Conservation group launches six-figure campaign targeting Republican incumbents 

By: Maria-Paula

The Virginia League of Conservation Voters has launched a $120,000 digital accountability program targeting Republican incumbents in nine legislative districts. This followed the incumbents’ votes against efforts to lower Virginians’ energy bills and securing an affordable, clean energy transition.

“Raking in the Cash,” and “Sweat” video-format ads will be running on various social media platforms including Meta, Connected TV, Snapchat and YouTube for three weeks in House Districts 22 (Lovejoy), 30 (Higgins), 41 (Obenshain), 57 (Owen), 71 (Batten), 73 (Early), 75 (Coyner), 82 (Taylor) and 86 (Cordoza). The campaign is estimated to cap out at nearly four million impressions and more than 2.5 million video completions.
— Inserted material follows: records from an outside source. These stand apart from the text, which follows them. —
//! [`SqliteStore`], the SQLite implementation of [`BillStore`].

use std::path::Path;

use chrono::Utc;
use rusqlite::{OptionalExtension as _, types::Value};
use tracing::debug;

use legis_core::{
  bill::{Analysis, Bill, BillDetails, ChatEntry, Keyword, NewChatEntry},
  store::{BillQuery, BillStore, Upserted},
};

use crate::{
  Error, Result,
  encode::{BILL_COLUMNS, BillRow, RawBill, RawChatEntry, encode_dt},
  schema::SCHEMA,
};

// ─── Store ───────────────────────────────────────────────────────────────────

/// A bill store backed by a single SQLite file.
///
/// Cloning is cheap; the inner connection is reference-counted.
#[derive(Clone)]
pub struct SqliteStore {
  conn: tokio_rusqlite::Connection,
}

impl SqliteStore {
  /// Open (or create) a store at `path` and run schema initialisation.
  pub async fn open(path: impl AsRef<Path>) -> Result<Self> {
    debug!(path = ?path.as_ref(), "opening bill store");
    let conn = tokio_rusqlite::Connection::open(path).await?;
    let store = Self { conn };
    store.init_schema().await?;
    Ok(store)
  }

  /// Open an in-memory store, for tests.
  pub async fn open_in_memory() -> Result<Self> {
    let conn = tokio_rusqlite::Connection::open_in_memory().await?;
    let store = Self { conn };
    store.init_schema().await?;
    Ok(store)
  }

  async fn init_schema(&self) -> Result<()> {
    self
      .conn
      .call(|conn| {
        conn.execute_batch(SCHEMA)?;
        Ok(())
      })
      .await?;
    Ok(())
  }

  /// Run a bill `SELECT` and attach each row's keywords.
  async fn load_bills(&self, sql: String, params: Vec<Value>) -> Result<Vec<Bill>> {
    let raws: Vec<(RawBill, Vec<String>)> = self
      .conn
      .call(move |conn| {
        let mut stmt = conn.prepare(&sql)?;
        let bills = stmt
          .query_map(rusqlite::params_from_iter(params), RawBill::from_row)?
          .collect::<rusqlite::Result<Vec<_>>>()?;

        let mut out = Vec::with_capacity(bills.len());
        for bill in bills {
          let keywords = keyword_names(conn, &bill.id)?;
          out.push((bill, keywords));
        }
        Ok(out)
      })
      .await?;

    raws
      .into_iter()
      .map(|(raw, keywords)| raw.into_bill(keywords))
      .collect()
  }

  async fn require_bill(&self, id: &str) -> Result<Bill> {
    self
      .get_bill(id)
      .await?
      .ok_or_else(|| Error::Core(legis_core::Error::BillNotFound(id.to_owned())))
  }
}

/// Keyword names associated with `bill_id`, in keyword creation order.
fn keyword_names(
  conn: &rusqlite::Connection,
  bill_id: &str,
) -> rusqlite::Result<Vec<String>> {
  let mut stmt = conn.prepare_cached(
    "SELECT k.name
     FROM keywords k
     JOIN bill_keyword bk ON bk.keyword_id = k.id
     WHERE bk.bill_id = ?1
     ORDER BY k.id",
  )?;
  let names = stmt
    .query_map(rusqlite::params![bill_id], |row| row.get(0))?
    .collect::<rusqlite::Result<Vec<String>>>()?;
  Ok(names)
}

/// Escape `LIKE` wildcards so `text` matches literally under `ESCAPE '\'`.
fn escape_like(text: &str) -> String {
  let mut out = String::with_capacity(text.len());
  for c in text.chars() {
    if matches!(c, '\\' | '%' | '_') {
      out.push('\\');
    }
    out.push(c);
  }
  out
}

// ─── BillStore impl ──────────────────────────────────────────────────────────

impl BillStore for SqliteStore {
  type Error = Error;

  // ── Bills ─────────────────────────────────────────────────────────────────

  async fn upsert_bill(&self, details: BillDetails) -> Result<Upserted> {
    if details.id.trim().is_empty() {
      return Err(Error::Core(legis_core::Error::InvalidInput(
        "bill id must not be empty".into(),
      )));
    }

    let id  = details.id.clone();
    let row = BillRow::encode(details, Utc::now())?;

    let created: bool = self
      .conn
      .call(move |conn| {
        let tx = conn.transaction()?;
        let existed = tx
          .query_row(
            "SELECT 1 FROM bills WHERE id = ?1",
            rusqlite::params![row.id],
            |_| Ok(true),
          )
          .optional()?
          .unwrap_or(false);

        // summary, ai_analysis and keyword rows are deliberately not touched.
        tx.execute(
          "INSERT INTO bills (
             id, title, identifier, classification, subject, abstract,
             session, jurisdiction_name, jurisdiction_id,
             primary_sponsor_name, primary_sponsor_id,
             actions, documents, votes, versions, updated_at
           ) VALUES (?1, ?2, ?3, ?4, ?5, ?6, ?7, ?8, ?9, ?10, ?11, ?12, ?13, ?14, ?15, ?16)
           ON CONFLICT(id) DO UPDATE SET
             title                = excluded.title,
             identifier           = excluded.identifier,
             classification       = excluded.classification,
             subject              = excluded.subject,
             abstract             = excluded.abstract,
             session              = excluded.session,
             jurisdiction_name    = excluded.jurisdiction_name,
             jurisdiction_id      = excluded.jurisdiction_id,
             primary_sponsor_name = excluded.primary_sponsor_name,
             primary_sponsor_id   = excluded.primary_sponsor_id,
             actions              = excluded.actions,
             documents            = excluded.documents,
             votes                = excluded.votes,
             versions             = excluded.versions,
             updated_at           = excluded.updated_at",
          rusqlite::params![
            row.id,
            row.title,
            row.identifier,
            row.classification,
            row.subject,
            row.abstract_text,
            row.session,
            row.jurisdiction_name,
            row.jurisdiction_id,
            row.primary_sponsor_name,
            row.primary_sponsor_id,
            row.actions,
            row.documents,
            row.votes,
            row.versions,
            row.updated_at,
          ],
        )?;
        tx.commit()?;
        Ok(!existed)
      })
      .await?;

    debug!(bill_id = %id, created, "upserted bill");
    let bill = self.require_bill(&id).await?;
    Ok(Upserted { bill, created })
  }

  async fn get_bill(&self, id: &str) -> Result<Option<Bill>> {
    let sql = format!("SELECT {BILL_COLUMNS} FROM bills b WHERE b.id = ?1");
    let mut bills = self.load_bills(sql, vec![Value::Text(id.to_owned())]).await?;
    Ok(bills.pop())
  }

  async fn list_bills(&self, query: &BillQuery) -> Result<Vec<Bill>> {
    let text = |v: &Option<String>| v.clone().map_or(Value::Null, Value::Text);
    let jurisdiction = text(&query.jurisdiction);
    let session      = text(&query.session);
    let subject      = text(&query.subject);
    let limit_val    = Value::Integer(query.limit.unwrap_or(100) as i64);
    let offset_val   = Value::Integer(query.offset.unwrap_or(0) as i64);

    // Build WHERE clause dynamically.
    let mut conds: Vec<&'static str> = vec![];
    if query.jurisdiction.is_some() {
      // Matches a full OCD id, a display name, or the short code at the end
      // of an OCD id (`ca` in `.../state:ca/government`).
      conds.push(
        "(b.jurisdiction_id = ?1
          OR lower(b.jurisdiction_name) = lower(?1)
          OR b.jurisdiction_id LIKE '%:' || ?1 || '/government')",
      );
    }
    if query.session.is_some() {
      conds.push("b.session = ?2");
    }
    if query.subject.is_some() {
      conds.push("EXISTS (SELECT 1 FROM json_each(b.subject) WHERE json_each.value = ?3)");
    }

    let where_clause = if conds.is_empty() {
      String::new()
    } else {
      format!("WHERE {}", conds.join(" AND "))
    };

    let sql = format!(
      "SELECT {BILL_COLUMNS}
       FROM bills b
       {where_clause}
       ORDER BY b.updated_at DESC, b.id
       LIMIT ?4 OFFSET ?5"
    );

    self
      .load_bills(sql, vec![jurisdiction, session, subject, limit_val, offset_val])
      .await
  }

  async fn search_bills(&self, text: &str, limit: usize) -> Result<Vec<Bill>> {
    // SQLite LIKE is case-insensitive for ASCII.
    let pattern = format!("%{}%", escape_like(text.trim()));
    let sql = format!(
      "SELECT {BILL_COLUMNS}
       FROM bills b
       WHERE b.title LIKE ?1 ESCAPE '\\'
          OR b.abstract LIKE ?1 ESCAPE '\\'
          OR b.identifier LIKE ?1 ESCAPE '\\'
       ORDER BY b.updated_at DESC, b.id
       LIMIT ?2"
    );
    self
      .load_bills(sql, vec![Value::Text(pattern), Value::Integer(limit as i64)])
      .await
  }

  // ── Analysis ──────────────────────────────────────────────────────────────

  async fn record_analysis(&self, bill_id: &str, analysis: &Analysis) -> Result<Bill> {
    let id       = bill_id.to_owned();
    let summary  = analysis.summary.clone();
    let keywords = analysis.keywords.clone();

    let found: bool = self
      .conn
      .call(move |conn| {
        let tx = conn.transaction()?;
        let updated = tx.execute(
          "UPDATE bills SET summary = ?2 WHERE id = ?1",
          rusqlite::params![id, summary],
        )?;
        if updated == 0 {
          return Ok(false);
        }

        for name in &keywords {
          tx.execute(
            "INSERT OR IGNORE INTO keywords (name) VALUES (?1)",
            rusqlite::params![name],
          )?;
          let keyword_id: i64 = tx.query_row(
            "SELECT id FROM keywords WHERE name = ?1",
            rusqlite::params![name],
            |r| r.get(0),
          )?;
          tx.execute(
            "INSERT OR IGNORE INTO bill_keyword (bill_id, keyword_id) VALUES (?1, ?2)",
            rusqlite::params![id, keyword_id],
          )?;
        }

        tx.commit()?;
        Ok(true)
      })
      .await?;

    if !found {
      return Err(Error::Core(legis_core::Error::BillNotFound(bill_id.to_owned())));
    }
    debug!(bill_id, keywords = analysis.keywords.len(), "recorded analysis");
    self.require_bill(bill_id).await
  }

  async fn list_keywords(&self) -> Result<Vec<Keyword>> {
    let keywords = self
      .conn
      .call(|conn| {
        let mut stmt = conn.prepare("SELECT id, name FROM keywords ORDER BY id")?;
        let rows = stmt
          .query_map([], |row| {
            Ok(Keyword {
              id:   row.get(0)?,
              name: row.get(1)?,
            })
          })?
          .collect::<rusqlite::Result<Vec<_>>>()?;
        Ok(rows)
      })
      .await?;
    Ok(keywords)
  }

  // ── Chat history ──────────────────────────────────────────────────────────

  async fn record_chat(&self, entry: NewChatEntry) -> Result<ChatEntry> {
    let created_at = Utc::now();
    let at_str     = encode_dt(created_at);
    let NewChatEntry { bill_id, question, answer } = entry;
    let (b, q, a) = (bill_id.clone(), question.clone(), answer.clone());

    let id: i64 = self
      .conn
      .call(move |conn| {
        conn.execute(
          "INSERT INTO chat_history (bill_id, question, answer, created_at)
           VALUES (?1, ?2, ?3, ?4)",
          rusqlite::params![b, q, a, at_str],
        )?;
        Ok(conn.last_insert_rowid())
      })
      .await?;

    Ok(ChatEntry { id, bill_id, question, answer, created_at })
  }

  async fn chat_history(&self, bill_id: &str) -> Result<Vec<ChatEntry>> {
    let id = bill_id.to_owned();

    let raws: Vec<RawChatEntry> = self
      .conn
      .call(move |conn| {
        let mut stmt = conn.prepare(
          "SELECT id, bill_id, question, answer, created_at
           FROM chat_history
           WHERE bill_id = ?1
           ORDER BY id",
        )?;
        let rows = stmt
          .query_map(rusqlite::params![id], |row| {
            Ok(RawChatEntry {
              id:         row.get(0)?,
              bill_id:    row.get(1)?,
              question:   row.get(2)?,
              answer:     row.get(3)?,
              created_at: row.get(4)?,
            })
          })?
          .collect::<rusqlite::Result<Vec<_>>>()?;
        Ok(rows)
      })
      .await?;

    raws.into_iter().map(RawChatEntry::into_entry).collect()
  }
}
Michael Town, executive director of the Virginia League of Conservation Voters, in a statement during the ad launch said that in peak summer, as energy consumption and electric bills hit their highest point of the year, it was important for Virginians to know that if Republicans had their way at the General Assembly their energy costs would be much higher. 

“At a time when clean energy is our cheapest, most deployable resource, Republicans want to double down on harmful, dirty, and expensive coal and methane to keep the lights on, efforts that would make our air dirtier while boosting corporate polluters’ bottom lines,” said Town. “The ‘Mega bill’ that just passed out of Congress is estimated to drive up energy costs in Virginia by more than $7 billion, making it that much more important that we do everything we can here in the commonwealth to cut bills and secure a better path forward, one that meets energy demand with cheap wind and solar and puts Virginians, not corporations first.”

The targeted Republican incumbents in this campaign voted against some bills in the year aimed at helping cut energy costs and secure a clean, affordable energy future for Virginians.

The bills include:

House Bill 2266 proposed to cut excessive interconnection costs. Interconnection costs are the charges that big utilities levy on third-party energy developers as they bring clean energy onto the grid. This in turn makes small clean energy projects more affordable and brings projects online faster.

House Bill 2346 which creates a virtual power plant (“VPP”) pilot program in Dominion Energy territory that coordinates distributed energy resources (“DERs”) in helping meet power demand when it’s at its highest instead of building new, costly, and polluting generation infrastructure.

House Bill 1935 which creates a task force to identify ways to cut energy costs and make home weatherization programs more effective.

On record, these same Republican incumbents voted to give Dominion Energy a blank check for nuclear development. This happened even as they rejected measures to expand affordable small solar projects and advance cost-saving grid-enhancing technologies.


The Virginia League of Conservation Voters notes that it therefore amplifies the political voice of the state’s conservation community by ensuring Virginia’s elected officials recognize that the Commonwealth’s natural heritage is an environmental and economic treasure for all. Virginia LCV works with conservation leaders across Virginia aiming at a conservation majority in state government by securing good public policies on the state level and holding public officials accountable for their positions on environmental issues.